The Roku was an inexpensive purchase. We are getting more than our money’s worth.
It is an instantaneous world out there. We sometimes take it for granted, but it was not always so.
When I was growing up I would sometimes buy books by mail order. I would fill out the order form, give my dad cash that I got from my paper route and he would in turn give me a check for the appropriate amount to include with the order. When I worked for B. Dalton bookseller, special orders for customers took six to eight weeks. We would fill out a four-part form using carbonless paper and put the original in the daily U.S. Mail envelope that went to the general office. When the publisher processed the order it was shipped book rate to the store.
The world is very different today. The debit card I use to buy groceries at our discount supermarket has that they call card controls. That means that the second my transaction is processed at the checkstand the text message app on my iPhone chimes and alerts me that the transaction has occurred.
We’re all familiar with Amazon Prime and how we can get packages in two days, or the next day if we pay an extra $6.99. That can be very useful. The technology is impressive if you stop to think about it.
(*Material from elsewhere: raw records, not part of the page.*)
//! Infinite-scroll coordinator.
//!
//! One tokio task owns the [`Pager`], the debounce timer and the single
//! in-flight fetch. The host talks to it through a [`FeedHandle`]: commands go
//! in over an mpsc channel, state comes out over a watch channel, and notable
//! outcomes (including every failure) are reported on an event channel.

use super::debounce::Debouncer;
use super::liveness::{Liveness, LivenessGuard};
use super::pager::{PageOutcome, PageRequest, PageSizePolicy, Pager};
use super::{FetchError, PageSource};
use futures_util::future::BoxFuture;
use std::future::{self, Future};
use std::sync::Arc;
use std::time::Duration;
use tokio::sync::{mpsc, watch};
use tokio::task::JoinHandle;

#[derive(Debug, Clone)]
pub struct FeedSettings {
    pub page_sizes: PageSizePolicy,
    pub debounce: Duration,
}

impl Default for FeedSettings {
    fn default() -> Self {
        Self {
            page_sizes: PageSizePolicy::default(),
            debounce: Duration::from_millis(200),
        }
    }
}

#[derive(Debug, Clone, PartialEq, Eq)]
pub enum FeedEvent {
    PageLoaded { page: u32, count: usize },
    Exhausted { page: u32 },
    FetchFailed { page: u32, error: FetchError },
}

#[derive(Debug, Clone, Copy)]
enum FeedCommand {
    Initialize,
    ScrollProximity(bool),
}

type Completion<T> = (PageRequest, Result<Vec<T>, FetchError>);

/// Host-side handle. Dropping it tears the coordinator down.
pub struct FeedHandle<T> {
    cmd_tx: mpsc::UnboundedSender<FeedCommand>,
    state_rx: watch::Receiver<Pager<T>>,
    guard: LivenessGuard,
    task: JoinHandle<()>,
}

impl<T: Clone> FeedHandle<T> {
    /// Reset to page 0 and fetch it right away.
    pub fn initialize(&self) {
        self.send(FeedCommand::Initialize);
    }

    pub fn on_scroll_proximity(&self, is_near_bottom: bool) {
        self.send(FeedCommand::ScrollProximity(is_near_bottom));
    }

    /// True while the coordinator task is still accepting commands.
    pub fn is_running(&self) -> bool {
        !self.cmd_tx.is_closed()
    }

    fn send(&self, cmd: FeedCommand) {
        if let Err(e) = self.cmd_tx.send(cmd) {
            tracing::warn!(command = ?e.0, "feed coordinator has stopped, command dropped");
        }
    }

    pub fn items(&self) -> Vec<T> {
        self.state_rx.borrow().items().to_vec()
    }

    /// Run `f` against the current items without copying them.
    pub fn with_items<R>(&self, f: impl FnOnce(&[T]) -> R) -> R {
        f(self.state_rx.borrow().items())
    }

    pub fn len(&self) -> usize {
        self.state_rx.borrow().items().len()
    }

    pub fn is_empty(&self) -> bool {
        self.len() == 0
    }

    pub fn is_loading(&self) -> bool {
        self.state_rx.borrow().is_in_flight()
    }

    pub fn is_exhausted(&self) -> bool {
        self.state_rx.borrow().is_exhausted()
    }

    pub fn cursor(&self) -> u32 {
        self.state_rx.borrow().cursor()
    }

    /// Receiver that wakes on every state change.
    pub fn subscribe(&self) -> watch::Receiver<Pager<T>> {
        self.state_rx.clone()
    }

    /// Revoke liveness, stop the task, and wait for it to finish.
    pub async fn shutdown(self) {
        let FeedHandle {
            cmd_tx,
            guard,
            task,
            ..
        } = self;
        guard.revoke();
        drop(cmd_tx);
        if let Err(e) = task.await {
            tracing::warn!(error = %e, "feed task ended abnormally");
        }
    }
}

/// Start a coordinator over `source`. Nothing is fetched until `initialize`.
pub fn spawn_feed<S>(
    source: Arc<S>,
    settings: FeedSettings,
) -> (FeedHandle<S::Item>, mpsc::UnboundedReceiver<FeedEvent>)
where
    S: PageSource + 'static,
{
    let (cmd_tx, cmd_rx) = mpsc::unbounded_channel();
    let (event_tx, event_rx) = mpsc::unbounded_channel();
    let (state_tx, state_rx) = watch::channel(Pager::new(settings.page_sizes));
    let (guard, liveness) = Liveness::new();

    let coordinator = Coordinator {
        source,
        state_tx,
        event_tx,
        cmd_rx,
        debounce: Debouncer::new(settings.debounce),
        in_flight: None,
        liveness,
    };
    let task = tokio::spawn(coordinator.run());

    (
        FeedHandle {
            cmd_tx,
            state_rx,
            guard,
            task,
        },
        event_rx,
    )
}

struct Coordinator<S: PageSource> {
    source: Arc<S>,
    state_tx: watch::Sender<Pager<S::Item>>,
    event_tx: mpsc::UnboundedSender<FeedEvent>,
    cmd_rx: mpsc::UnboundedReceiver<FeedCommand>,
    debounce: Debouncer,
    in_flight: Option<BoxFuture<'static, Completion<S::Item>>>,
    liveness: Liveness,
}

impl<S: PageSource + 'static> Coordinator<S> {
    async fn run(mut self) {
        loop {
            tokio::select! {
                cmd = self.cmd_rx.recv() => match cmd {
                    Some(FeedCommand::Initialize) => self.initialize(),
                    Some(FeedCommand::ScrollProximity(near)) => self.on_scroll_proximity(near),
                    None => break,
                },
                () = self.debounce.expired(), if self.debounce.is_pending() => {
                    self.start_fetch();
                }
                (request, result) = next_completion(&mut self.in_flight), if self.in_flight.is_some() => {
                    self.in_flight = None;
                    self.finish(request, result);
                }
            }
            if !self.liveness.is_live() {
                break;
            }
        }
        tracing::debug!("feed coordinator stopped");
    }

    fn initialize(&mut self) {
        self.debounce.cancel();
        self.in_flight = None;
        self.state_tx.send_modify(|pager| pager.reset());
        self.start_fetch();
    }

    fn on_scroll_proximity(&mut self, near_bottom: bool) {
        if !near_bottom {
            return;
        }
        if !self.state_tx.borrow().can_fetch() {
            tracing::trace!("proximity signal dropped: fetch in flight or feed exhausted");
            return;
        }
        self.debounce.schedule();
    }

    fn start_fetch(&mut self) {
        let mut request = None;
        self.state_tx.send_if_modified(|pager| {
            request = pager.begin_fetch();
            request.is_some()
        });
        let Some(request) = request else { return };

        tracing::debug!(page = request.page, size = request.size, "fetching page");
        let source = Arc::clone(&self.source);
        self.in_flight = Some(Box::pin(async move {
            let result = source.fetch_page(request.page, request.size).await;
            (request, result)
        }));
    }

    fn finish(&mut self, request: PageRequest, result: Result<Vec<S::Item>, FetchError>) {
        if !self.liveness.is_live() {
            tracing::debug!(page = request.page, "view gone, discarding page");
            return;
        }

        let mut outcome = None;
        self.state_tx.send_if_modified(|pager| {
            let applied = pager.complete(request, result);
            let modified = !matches!(applied, PageOutcome::Stale { .. });
            outcome = Some(applied);
            modified
        });

        let event = match outcome {
            Some(PageOutcome::Appended { page, count }) => {
                tracing::debug!(page, count, "page appended");
                FeedEvent::PageLoaded { page, count }
            }
            Some(PageOutcome::Exhausted { page }) => {
                tracing::debug!(page, "feed exhausted");
                FeedEvent::Exhausted { page }
            }
            Some(PageOutcome::Failed { page, error }) => {
                tracing::warn!(page, error = %error, "page fetch failed");
                FeedEvent::FetchFailed { page, error }
            }
            Some(PageOutcome::Stale { page }) => {
                tracing::debug!(page, "stale page result dropped");
                return;
            }
            None => return,
        };
        let _ = self.event_tx.send(event);
    }
}

async fn next_completion<F>(slot: &mut Option<F>) -> F::Output
where
    F: Future + Unpin,
{
    match slot.as_mut() {
        Some(fut) => fut.await,
        None => future::pending().await,
    }
}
When we were coming up on Terry’s knee replacement surgery I knew that I had a challenge. I had to have the energy to get her the thirty-three miles home from Kaiser Hospital after the surgery, but given my own medical condition and the medication I’m taking I get tired easily. It occurred to me that I would do well to have a bottle of 5-hour Energy in the car. It was Sunday and Terry’s surgery was Tuesday. I was standing on the energy drink aisle of said discount supermarket. They had no 5-hour Energy. I had neither the time nor the inclination to run around town looking for it. I pulled out my iPhone, opened the Amazon app, and did a search on the product. I found a flavor that could be shipped to arrive the next day. I ordered a case. With twelve minutes to spare. It arrived on Monday and I put a bottle in the car. The day Tuesday was much longer than either of us had anticipated. That little bottle packed quite the jolt and saved the day for our drive home in rush hour.
It’s an instantaneous world these days.
I love my iPad and I use it every evening. But the iPad (or any tablet) is not good for everything.
One thing it’s not good for (to my mind) is magazines. As it happens I can get many magazines for my iPad free through the library. There are many quality magazines available, such as the New Yorker. But I’ve given up reading magazines that way. The iPad is too small to really enjoy them in that format. While I can increase the font size, that just becomes awkward and uncomfortable to read.
Magazines are best suited to the print format.
I recently wrote about listening to an Open Yale course from iTunes on the New Testament. While the production values of iTunes U classes are not as polished as those for The Great Courses, they are interesting because you get to hear recordings of actual classroom sessions.
When I was in college we didn’t have computers. Well, we had one DEC System 10 mainframe for all of the Claremont colleges that sat in basement of Scott Hall at Pitzer College. You could get access to it by going to a computer room on one of the campuses that had three or four terminals and you could either play one of a few games or do some basic programming if you had those skills. Few of us did much with that.
Today having a laptop is essential to academic life on campus. The professor spoke at the beginning of the course about access to course materials on the server. At the end of the course he stated that the final exam could be emailed to one’s teaching fellow.
Some things, perhaps, don’t change. Like students being lazy. At one point the professor said that he could tell that many of the students hadn’t downloaded and read a certain document that he was lecturing on by the blank looks on their faces.
The technology has certainly changed. Student attitudes, even at Yale, seem to have not.